━━ Exercise input ━━

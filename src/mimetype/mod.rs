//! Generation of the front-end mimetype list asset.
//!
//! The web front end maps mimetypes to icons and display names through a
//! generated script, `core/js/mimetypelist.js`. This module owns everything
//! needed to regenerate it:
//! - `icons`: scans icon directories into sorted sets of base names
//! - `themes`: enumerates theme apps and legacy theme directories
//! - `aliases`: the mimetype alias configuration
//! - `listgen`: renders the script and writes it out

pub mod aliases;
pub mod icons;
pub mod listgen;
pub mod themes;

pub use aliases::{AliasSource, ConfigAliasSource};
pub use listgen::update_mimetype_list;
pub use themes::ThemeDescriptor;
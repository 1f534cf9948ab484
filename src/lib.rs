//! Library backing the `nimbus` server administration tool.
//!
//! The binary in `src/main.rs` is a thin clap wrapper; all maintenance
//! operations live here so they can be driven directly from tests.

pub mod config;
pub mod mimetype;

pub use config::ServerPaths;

━━━
━━ Exercise input ━━

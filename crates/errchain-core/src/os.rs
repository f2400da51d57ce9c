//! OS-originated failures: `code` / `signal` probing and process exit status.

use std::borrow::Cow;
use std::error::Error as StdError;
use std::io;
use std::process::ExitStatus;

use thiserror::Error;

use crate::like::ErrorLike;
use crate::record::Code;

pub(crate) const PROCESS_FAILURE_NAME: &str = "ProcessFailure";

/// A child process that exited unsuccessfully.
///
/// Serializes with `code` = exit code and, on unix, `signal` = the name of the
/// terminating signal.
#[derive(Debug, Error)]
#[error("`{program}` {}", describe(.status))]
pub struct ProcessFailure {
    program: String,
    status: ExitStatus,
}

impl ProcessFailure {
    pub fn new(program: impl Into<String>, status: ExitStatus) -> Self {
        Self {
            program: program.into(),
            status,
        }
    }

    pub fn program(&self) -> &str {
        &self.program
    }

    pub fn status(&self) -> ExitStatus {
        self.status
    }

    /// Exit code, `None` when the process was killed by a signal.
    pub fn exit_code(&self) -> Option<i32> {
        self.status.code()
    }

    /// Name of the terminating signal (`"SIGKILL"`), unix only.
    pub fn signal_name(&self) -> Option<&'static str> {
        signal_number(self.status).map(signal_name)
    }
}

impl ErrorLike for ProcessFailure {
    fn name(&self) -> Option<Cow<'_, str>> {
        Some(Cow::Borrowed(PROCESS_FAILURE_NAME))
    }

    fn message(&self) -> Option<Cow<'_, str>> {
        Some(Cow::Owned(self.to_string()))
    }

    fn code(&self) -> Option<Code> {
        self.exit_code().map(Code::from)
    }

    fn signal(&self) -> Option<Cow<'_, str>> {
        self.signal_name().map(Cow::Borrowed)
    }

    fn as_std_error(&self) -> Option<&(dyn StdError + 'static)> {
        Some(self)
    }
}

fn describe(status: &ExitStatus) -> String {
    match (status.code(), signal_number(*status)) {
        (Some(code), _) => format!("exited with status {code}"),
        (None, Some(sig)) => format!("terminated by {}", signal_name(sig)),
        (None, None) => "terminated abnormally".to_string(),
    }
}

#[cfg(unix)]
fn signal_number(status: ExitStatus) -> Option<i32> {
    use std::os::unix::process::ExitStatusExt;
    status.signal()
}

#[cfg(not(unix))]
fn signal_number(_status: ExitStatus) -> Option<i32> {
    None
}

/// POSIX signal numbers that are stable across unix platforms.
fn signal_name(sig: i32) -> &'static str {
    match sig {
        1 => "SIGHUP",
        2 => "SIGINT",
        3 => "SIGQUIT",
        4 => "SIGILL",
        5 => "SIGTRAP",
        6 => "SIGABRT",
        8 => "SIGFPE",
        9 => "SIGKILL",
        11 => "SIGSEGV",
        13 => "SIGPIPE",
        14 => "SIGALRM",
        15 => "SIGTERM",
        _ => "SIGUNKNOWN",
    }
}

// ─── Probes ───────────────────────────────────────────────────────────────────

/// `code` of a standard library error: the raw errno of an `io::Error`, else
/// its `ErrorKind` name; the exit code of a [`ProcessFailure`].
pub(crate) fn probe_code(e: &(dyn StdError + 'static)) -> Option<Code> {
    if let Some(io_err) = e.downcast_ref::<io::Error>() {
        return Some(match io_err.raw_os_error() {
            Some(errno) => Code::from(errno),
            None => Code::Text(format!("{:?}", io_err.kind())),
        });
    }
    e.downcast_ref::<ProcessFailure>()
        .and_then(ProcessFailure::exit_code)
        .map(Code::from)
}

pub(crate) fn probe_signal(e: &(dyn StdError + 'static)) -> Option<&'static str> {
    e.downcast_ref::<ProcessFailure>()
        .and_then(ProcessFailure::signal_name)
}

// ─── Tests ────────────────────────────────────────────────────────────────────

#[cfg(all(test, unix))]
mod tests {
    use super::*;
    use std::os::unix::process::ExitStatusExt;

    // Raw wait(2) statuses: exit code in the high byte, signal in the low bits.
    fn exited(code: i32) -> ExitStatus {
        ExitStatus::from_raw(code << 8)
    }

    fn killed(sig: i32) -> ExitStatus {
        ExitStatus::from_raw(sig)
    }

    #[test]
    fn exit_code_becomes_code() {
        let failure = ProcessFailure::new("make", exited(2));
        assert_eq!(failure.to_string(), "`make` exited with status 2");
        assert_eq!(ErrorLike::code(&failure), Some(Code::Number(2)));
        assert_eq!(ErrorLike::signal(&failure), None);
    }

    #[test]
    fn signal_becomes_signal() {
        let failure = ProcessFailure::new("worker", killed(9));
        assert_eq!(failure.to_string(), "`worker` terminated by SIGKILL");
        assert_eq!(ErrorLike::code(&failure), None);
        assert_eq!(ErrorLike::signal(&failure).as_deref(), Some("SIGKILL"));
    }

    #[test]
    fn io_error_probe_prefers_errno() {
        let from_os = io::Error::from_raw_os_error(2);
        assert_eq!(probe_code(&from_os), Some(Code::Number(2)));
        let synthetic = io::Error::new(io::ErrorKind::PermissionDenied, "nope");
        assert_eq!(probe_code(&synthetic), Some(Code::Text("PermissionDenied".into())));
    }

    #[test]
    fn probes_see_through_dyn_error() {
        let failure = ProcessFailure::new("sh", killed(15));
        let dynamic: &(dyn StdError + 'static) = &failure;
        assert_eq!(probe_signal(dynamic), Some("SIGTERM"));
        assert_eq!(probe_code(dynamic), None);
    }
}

━━━
━━ Exercise input ━━

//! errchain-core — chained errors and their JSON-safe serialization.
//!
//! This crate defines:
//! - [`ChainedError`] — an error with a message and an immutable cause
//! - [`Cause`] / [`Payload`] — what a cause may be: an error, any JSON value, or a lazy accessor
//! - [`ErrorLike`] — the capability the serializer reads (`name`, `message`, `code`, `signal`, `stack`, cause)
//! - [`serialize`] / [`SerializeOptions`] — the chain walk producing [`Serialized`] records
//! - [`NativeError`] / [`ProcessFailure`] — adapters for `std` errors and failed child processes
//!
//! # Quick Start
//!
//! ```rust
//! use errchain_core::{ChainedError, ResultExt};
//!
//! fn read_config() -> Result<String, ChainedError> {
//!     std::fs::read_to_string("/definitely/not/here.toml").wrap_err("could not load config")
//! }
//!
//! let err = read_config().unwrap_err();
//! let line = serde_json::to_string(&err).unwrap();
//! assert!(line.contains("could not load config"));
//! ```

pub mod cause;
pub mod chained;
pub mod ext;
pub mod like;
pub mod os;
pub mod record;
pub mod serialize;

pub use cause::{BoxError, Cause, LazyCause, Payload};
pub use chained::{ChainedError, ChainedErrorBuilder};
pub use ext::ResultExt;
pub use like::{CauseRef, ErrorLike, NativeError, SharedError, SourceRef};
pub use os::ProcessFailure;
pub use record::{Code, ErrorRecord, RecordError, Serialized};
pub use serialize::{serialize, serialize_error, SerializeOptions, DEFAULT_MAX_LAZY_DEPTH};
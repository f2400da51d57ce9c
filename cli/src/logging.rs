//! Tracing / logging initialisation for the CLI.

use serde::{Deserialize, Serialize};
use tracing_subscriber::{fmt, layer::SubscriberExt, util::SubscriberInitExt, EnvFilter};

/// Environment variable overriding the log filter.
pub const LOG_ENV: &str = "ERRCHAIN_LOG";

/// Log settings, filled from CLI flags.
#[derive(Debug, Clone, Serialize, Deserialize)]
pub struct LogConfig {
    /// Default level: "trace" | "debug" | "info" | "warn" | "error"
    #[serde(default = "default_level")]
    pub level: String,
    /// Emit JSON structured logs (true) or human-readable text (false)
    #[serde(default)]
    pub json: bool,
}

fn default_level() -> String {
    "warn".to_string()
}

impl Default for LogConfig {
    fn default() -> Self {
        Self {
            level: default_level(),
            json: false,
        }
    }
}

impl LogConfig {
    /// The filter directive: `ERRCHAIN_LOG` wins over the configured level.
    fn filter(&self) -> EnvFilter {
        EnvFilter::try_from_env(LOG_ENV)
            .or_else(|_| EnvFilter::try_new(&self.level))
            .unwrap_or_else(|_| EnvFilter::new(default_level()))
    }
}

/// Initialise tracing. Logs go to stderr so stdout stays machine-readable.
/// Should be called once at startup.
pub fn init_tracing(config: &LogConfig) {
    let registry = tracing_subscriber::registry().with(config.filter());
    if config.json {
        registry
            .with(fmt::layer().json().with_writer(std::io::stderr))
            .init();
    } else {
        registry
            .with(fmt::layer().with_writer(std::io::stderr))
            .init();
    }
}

━━━

[Required action]:
Starting at the line above that holds "filename src/mimetype/mod.rs" and ending at the line that holds "filename src/lib.rs", transcribe each line exactly and include no other lines.

[Answer]:
filename src/mimetype/mod.rs
//! Generation of the front-end mimetype list asset.
//!
//! The web front end maps mimetypes to icons and display names through a
//! generated script, `core/js/mimetypelist.js`. This module owns everything
//! needed to regenerate it:
//! - `icons`: scans icon directories into sorted sets of base names
//! - `themes`: enumerates theme apps and legacy theme directories
//! - `aliases`: the mimetype alias configuration
//! - `listgen`: renders the script and writes it out

pub mod aliases;
pub mod icons;
pub mod listgen;
pub mod themes;

pub use aliases::{AliasSource, ConfigAliasSource};
pub use listgen::update_mimetype_list;
pub use themes::ThemeDescriptor;
repository 1f534cf9948ab484
filename src/lib.rs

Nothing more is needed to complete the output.